Chili, negara pertama di Amerika Latin yang memiliki seorang presiden perempuan. Michelle Bachelet akhirnya memenangkan pemilu hari Minggu. Harian Italia LA REPUBBLICA yang terbit di Roma berkomentar:
"Chili, negara yang sangat istimewa, kembali membuka babak baru dalam sejarah, dengan caranya sendiri. Istana Moneda di ibukota Santiago, yang di masa lalu mengalami petualangan negara sosailis pertama di Amerika latin, kemudian tragedi salah satu kudeta paling brutal di paruh kedua abad 20, kini akan ditinggali seorang wanita. Dengan wataknya yang keras dan sifat periang, Michelle Bachelet kini meyakinkan, bahwa ia dalam tempo 4 tahun ke depan mampu mengubah sesuatu di Chili. Dan ia sudah bersiap-siap untuk mengerjakan dengan sungguh-sungguh tugas-tugas yang menantinya. Dan itu tidak sedikit. Karenanya, sang Presiden baru bertanggungjawab untuk tidak mengecewakan negaranya."

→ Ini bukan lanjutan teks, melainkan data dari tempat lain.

//! In-process store with the same visibility rules as Postgres. A session
//! buffers its own writes and merges them into the shared tables on `commit`;
//! until then only that session sees them.

use crate::domain::financials::FinancialYear;
use crate::domain::game::{PlayableSnapshot, RevealRecord, SnapshotFilters};
use crate::domain::market::PricePoint;
use crate::domain::snapshot::{Outcome, Snapshot};
use crate::storage::{
    GameStore, NewInstrument, SeedSession, SeedStore, StoreCounts, StoredInstrument,
};
use anyhow::Context;
use chrono::NaiveDate;
use parking_lot::Mutex;
use rand::seq::IteratorRandom;
use std::collections::{BTreeMap, HashSet};
use std::sync::Arc;

#[derive(Debug, Clone)]
struct InstrumentRow {
    id: i64,
    instrument: NewInstrument,
    is_active: bool,
}

#[derive(Debug, Clone, Default)]
struct Tables {
    instruments: BTreeMap<i64, InstrumentRow>,
    prices: BTreeMap<(i64, NaiveDate), PricePoint>,
    financials: BTreeMap<(i64, i32), FinancialYear>,
    snapshots: BTreeMap<i64, Snapshot>,
}

impl Tables {
    fn instrument_by_ticker(&self, ticker: &str) -> Option<&InstrumentRow> {
        self.instruments
            .values()
            .find(|r| r.instrument.ticker == ticker)
    }

    fn has_display_name(&self, name: &str) -> bool {
        self.instruments
            .values()
            .any(|r| r.instrument.display_name == name)
    }

    fn has_snapshot(&self, instrument_id: i64, date: NaiveDate) -> bool {
        self.snapshots
            .values()
            .any(|s| s.instrument_id == instrument_id && s.outcome.snapshot_date == date)
    }
}

#[derive(Debug, Default)]
struct Shared {
    committed: Tables,
    commits: usize,
    /// Id counters behave like sequences: never rolled back.
    next_instrument_id: i64,
    next_snapshot_id: i64,
}

/// Row totals, for inspecting idempotence.
#[derive(Debug, Clone, Copy, Default, PartialEq, Eq)]
pub struct RowCounts {
    pub instruments: usize,
    pub prices: usize,
    pub financial_years: usize,
    pub snapshots: usize,
}

#[derive(Debug, Clone, Default)]
pub struct MemoryStore {
    shared: Arc<Mutex<Shared>>,
}

impl MemoryStore {
    pub fn new() -> Self {
        Self::default()
    }

    /// Number of successful session commits so far.
    pub fn commit_count(&self) -> usize {
        self.shared.lock().commits
    }

    pub fn row_counts(&self) -> RowCounts {
        let shared = self.shared.lock();
        let t = &shared.committed;
        RowCounts {
            instruments: t.instruments.len(),
            prices: t.prices.len(),
            financial_years: t.financials.len(),
            snapshots: t.snapshots.len(),
        }
    }

    pub fn tickers(&self) -> Vec<String> {
        let shared = self.shared.lock();
        shared
            .committed
            .instruments
            .values()
            .map(|r| r.instrument.ticker.clone())
            .collect()
    }

    /// Committed display names keyed by ticker.
    pub fn display_names(&self) -> BTreeMap<String, String> {
        let shared = self.shared.lock();
        shared
            .committed
            .instruments
            .values()
            .map(|r| (r.instrument.ticker.clone(), r.instrument.display_name.clone()))
            .collect()
    }

    pub fn snapshot(&self, snapshot_id: i64) -> Option<Snapshot> {
        self.shared.lock().committed.snapshots.get(&snapshot_id).cloned()
    }
}

#[async_trait::async_trait]
impl SeedStore for MemoryStore {
    async fn open_session(&self) -> anyhow::Result<Box<dyn SeedSession>> {
        Ok(Box::new(MemorySession {
            shared: Arc::clone(&self.shared),
            pending: Some(Tables::default()),
            savepoint: None,
        }))
    }
}

pub struct MemorySession {
    shared: Arc<Mutex<Shared>>,
    /// Writes not yet committed.
    pending: Option<Tables>,
    savepoint: Option<Tables>,
}

impl MemorySession {
    fn pending(&mut self) -> anyhow::Result<&mut Tables> {
        self.pending.as_mut().context("seed session is closed")
    }
}

/// Folds one session's writes into the committed tables. Rows another session
/// committed in the meantime win; play counters are never touched.
fn merge(committed: &mut Tables, pending: Tables) -> anyhow::Result<()> {
    for (id, row) in &pending.instruments {
        if committed.instruments.contains_key(id) {
            continue;
        }
        let ticker = &row.instrument.ticker;
        anyhow::ensure!(
            committed.instrument_by_ticker(ticker).is_none(),
            "instrument {ticker} was committed by another session"
        );
        anyhow::ensure!(
            !committed.has_display_name(&row.instrument.display_name),
            "display name already taken: {}",
            row.instrument.display_name
        );
    }

    for (id, row) in pending.instruments {
        match committed.instruments.get_mut(&id) {
            Some(current) => {
                let target = &mut current.instrument;
                target.company_name = row.instrument.company_name;
                target.sector = row.instrument.sector;
                target.industry = row.instrument.industry;
                target.market_cap_tier = row.instrument.market_cap_tier;
            }
            None => {
                committed.instruments.insert(id, row);
            }
        }
    }
    for (key, price) in pending.prices {
        committed.prices.entry(key).or_insert(price);
    }
    committed.financials.extend(pending.financials);
    for (id, snapshot) in pending.snapshots {
        if !committed.has_snapshot(snapshot.instrument_id, snapshot.outcome.snapshot_date) {
            committed.snapshots.insert(id, snapshot);
        }
    }
    Ok(())
}

#[async_trait::async_trait]
impl SeedSession for MemorySession {
    async fn find_instrument(&mut self, ticker: &str) -> anyhow::Result<Option<StoredInstrument>> {
        let shared = Arc::clone(&self.shared);
        let pending = self.pending()?;
        let shared = shared.lock();
        Ok(pending
            .instrument_by_ticker(ticker)
            .or_else(|| shared.committed.instrument_by_ticker(ticker))
            .map(|r| StoredInstrument {
                id: r.id,
                display_name: r.instrument.display_name.clone(),
            }))
    }

    async fn used_display_names(&mut self) -> anyhow::Result<HashSet<String>> {
        let shared = Arc::clone(&self.shared);
        let pending = self.pending()?;
        let shared = shared.lock();
        Ok(pending
            .instruments
            .values()
            .chain(shared.committed.instruments.values())
            .map(|r| r.instrument.display_name.clone())
            .collect())
    }

    async fn begin_instrument(&mut self) -> anyhow::Result<()> {
        let snapshot = self.pending()?.clone();
        self.savepoint = Some(snapshot);
        Ok(())
    }

    async fn finish_instrument(&mut self) -> anyhow::Result<()> {
        self.savepoint
            .take()
            .context("no instrument savepoint to release")?;
        Ok(())
    }

    async fn abandon_instrument(&mut self) -> anyhow::Result<()> {
        let restored = self
            .savepoint
            .take()
            .context("no instrument savepoint to roll back to")?;
        self.pending = Some(restored);
        Ok(())
    }

    async fn upsert_instrument(&mut self, instrument: &NewInstrument) -> anyhow::Result<i64> {
        let shared = Arc::clone(&self.shared);
        let pending = self.pending()?;
        let mut shared = shared.lock();

        let existing = pending
            .instrument_by_ticker(&instrument.ticker)
            .or_else(|| shared.committed.instrument_by_ticker(&instrument.ticker))
            .cloned();
        if let Some(mut row) = existing {
            row.instrument.company_name = instrument.company_name.clone();
            row.instrument.sector = instrument.sector.clone();
            row.instrument.industry = instrument.industry.clone();
            row.instrument.market_cap_tier = instrument.market_cap_tier;
            let id = row.id;
            pending.instruments.insert(id, row);
            return Ok(id);
        }

        anyhow::ensure!(
            !pending.has_display_name(&instrument.display_name)
                && !shared.committed.has_display_name(&instrument.display_name),
            "display name already taken: {}",
            instrument.display_name
        );

        shared.next_instrument_id += 1;
        let id = shared.next_instrument_id;
        pending.instruments.insert(
            id,
            InstrumentRow {
                id,
                instrument: instrument.clone(),
                is_active: true,
            },
        );
        Ok(id)
    }

    async fn insert_prices_if_absent(
        &mut self,
        instrument_id: i64,
        prices: &[PricePoint],
    ) -> anyhow::Result<u64> {
        let shared = Arc::clone(&self.shared);
        let pending = self.pending()?;
        let shared = shared.lock();
        let mut inserted = 0;
        for p in prices {
            let key = (instrument_id, p.date);
            if shared.committed.prices.contains_key(&key) {
                continue;
            }
            if let std::collections::btree_map::Entry::Vacant(slot) = pending.prices.entry(key) {
                slot.insert(*p);
                inserted += 1;
            }
        }
        Ok(inserted)
    }

    async fn upsert_financial_year(
        &mut self,
        instrument_id: i64,
        year: &FinancialYear,
    ) -> anyhow::Result<()> {
        let pending = self.pending()?;
        pending
            .financials
            .insert((instrument_id, year.fiscal_year), year.clone());
        Ok(())
    }

    async fn insert_snapshot_if_absent(
        &mut self,
        instrument_id: i64,
        outcome: &Outcome,
    ) -> anyhow::Result<bool> {
        let shared = Arc::clone(&self.shared);
        let pending = self.pending()?;
        let mut shared = shared.lock();
        if pending.has_snapshot(instrument_id, outcome.snapshot_date)
            || shared
                .committed
                .has_snapshot(instrument_id, outcome.snapshot_date)
        {
            return Ok(false);
        }

        shared.next_snapshot_id += 1;
        let id = shared.next_snapshot_id;
        pending.snapshots.insert(
            id,
            Snapshot {
                id,
                instrument_id,
                outcome: outcome.clone(),
                times_played: 0,
                correct_guesses: 0,
            },
        );
        Ok(true)
    }

    async fn commit(&mut self) -> anyhow::Result<()> {
        let shared = Arc::clone(&self.shared);
        let pending = std::mem::take(self.pending()?);
        let mut shared = shared.lock();
        merge(&mut shared.committed, pending)?;
        shared.commits += 1;
        self.savepoint = None;
        Ok(())
    }

    async fn close(&mut self) -> anyhow::Result<()> {
        self.pending = None;
        self.savepoint = None;
        Ok(())
    }
}

#[async_trait::async_trait]
impl GameStore for MemoryStore {
    async fn random_playable_snapshot(
        &self,
        filters: &SnapshotFilters,
    ) -> anyhow::Result<Option<PlayableSnapshot>> {
        let shared = self.shared.lock();
        let t = &shared.committed;

        let picked = t
            .snapshots
            .values()
            .filter_map(|s| {
                let inst = t.instruments.get(&s.instrument_id)?;
                let keep = inst.is_active
                    && s.outcome.outcome_label.is_playable()
                    && filters
                        .difficulty
                        .map_or(true, |d| s.outcome.difficulty == d)
                    && filters
                        .sector
                        .as_deref()
                        .map_or(true, |sec| inst.instrument.sector.as_deref() == Some(sec))
                    && !filters.exclude_ids.contains(&s.id);
                keep.then_some((s, inst))
            })
            .choose(&mut rand::thread_rng());

        Ok(picked.map(|(s, inst)| PlayableSnapshot {
            snapshot_id: s.id,
            instrument_id: s.instrument_id,
            snapshot_date: s.outcome.snapshot_date,
            display_name: inst.instrument.display_name.clone(),
            sector: inst.instrument.sector.clone(),
            industry: inst.instrument.industry.clone(),
        }))
    }

    async fn financials_before(
        &self,
        instrument_id: i64,
        cutoff: NaiveDate,
        limit: i64,
    ) -> anyhow::Result<Vec<FinancialYear>> {
        let shared = self.shared.lock();
        let limit = usize::try_from(limit.max(0)).unwrap_or(0);
        let mut recent: Vec<FinancialYear> = shared
            .committed
            .financials
            .range((instrument_id, i32::MIN)..=(instrument_id, i32::MAX))
            .rev()
            .map(|(_, y)| y)
            .filter(|y| y.is_public_on(cutoff))
            .take(limit)
            .cloned()
            .collect();
        recent.reverse();
        Ok(recent)
    }

    async fn find_reveal(&self, snapshot_id: i64) -> anyhow::Result<Option<RevealRecord>> {
        let shared = self.shared.lock();
        let t = &shared.committed;
        let Some(s) = t.snapshots.get(&snapshot_id) else {
            return Ok(None);
        };
        let inst = t
            .instruments
            .get(&s.instrument_id)
            .with_context(|| format!("snapshot {snapshot_id} has no instrument"))?;

        Ok(Some(RevealRecord {
            snapshot_id: s.id,
            instrument_id: s.instrument_id,
            snapshot_date: s.outcome.snapshot_date,
            price_at_snapshot: s.outcome.price_at_snapshot,
            price_at_24mo: s.outcome.price_at_24mo,
            return_24mo: s.outcome.return_24mo,
            outcome_label: s.outcome.outcome_label,
            ticker: inst.instrument.ticker.clone(),
            company_name: inst.instrument.company_name.clone(),
        }))
    }

    async fn prices_between(
        &self,
        instrument_id: i64,
        start: NaiveDate,
        end: NaiveDate,
    ) -> anyhow::Result<Vec<PricePoint>> {
        if start > end {
            return Ok(Vec::new());
        }
        let shared = self.shared.lock();
        Ok(shared
            .committed
            .prices
            .range((instrument_id, start)..=(instrument_id, end))
            .map(|(_, p)| *p)
            .collect())
    }

    async fn increment_play_stats(&self, snapshot_id: i64, correct: bool) -> anyhow::Result<bool> {
        let mut shared = self.shared.lock();
        let Some(s) = shared.committed.snapshots.get_mut(&snapshot_id) else {
            return Ok(false);
        };
        s.times_played += 1;
        if correct {
            s.correct_guesses += 1;
        }
        Ok(true)
    }

    async fn counts(&self) -> anyhow::Result<StoreCounts> {
        let shared = self.shared.lock();
        let t = &shared.committed;
        let playable = t
            .snapshots
            .values()
            .filter(|s| s.outcome.outcome_label.is_playable())
            .count();
        Ok(StoreCounts {
            instruments: t.instruments.len() as i64,
            snapshots: t.snapshots.len() as i64,
            playable_snapshots: playable as i64,
        })
    }
}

Mengenai bertambahnya perempuan yang duduk di tampuk kekuasaan, harian Perancis LA REPUBLIQUE DU CENTRE yang terbit di Orleans berkomentar:
"Sebuah generasi pemimpin politik dari jenis kelamin berbeda telah memasuki panggung dunia. Kita mengalami kemunculan negarawati-negarawati dengan karakter enerjik, yang mampu menyingsingkan lengan dan tetap tidak kehilangan sisi femininnya. Kita tahu, bahwa Michelle Bachelet, seperti juga Presdien Finladia Tarja Halonen, membesarkan ketiga anaknya sendirian, juga bahwa mereka memenuhi tugas-tugasnya di masyarakat, tanpa mengurangi tanggungjawab mereka sebagai ibu. Barangkali itulah yang menyebabkan kemenangan mereka dalam pemilu. Kaum pria menjanjikan hal-hal besar yang tak pernah mereka penuhi. Perempuan melibatkan diri hanya pada hal-hal kongkret yang ia yakini bisa ia realisasikan."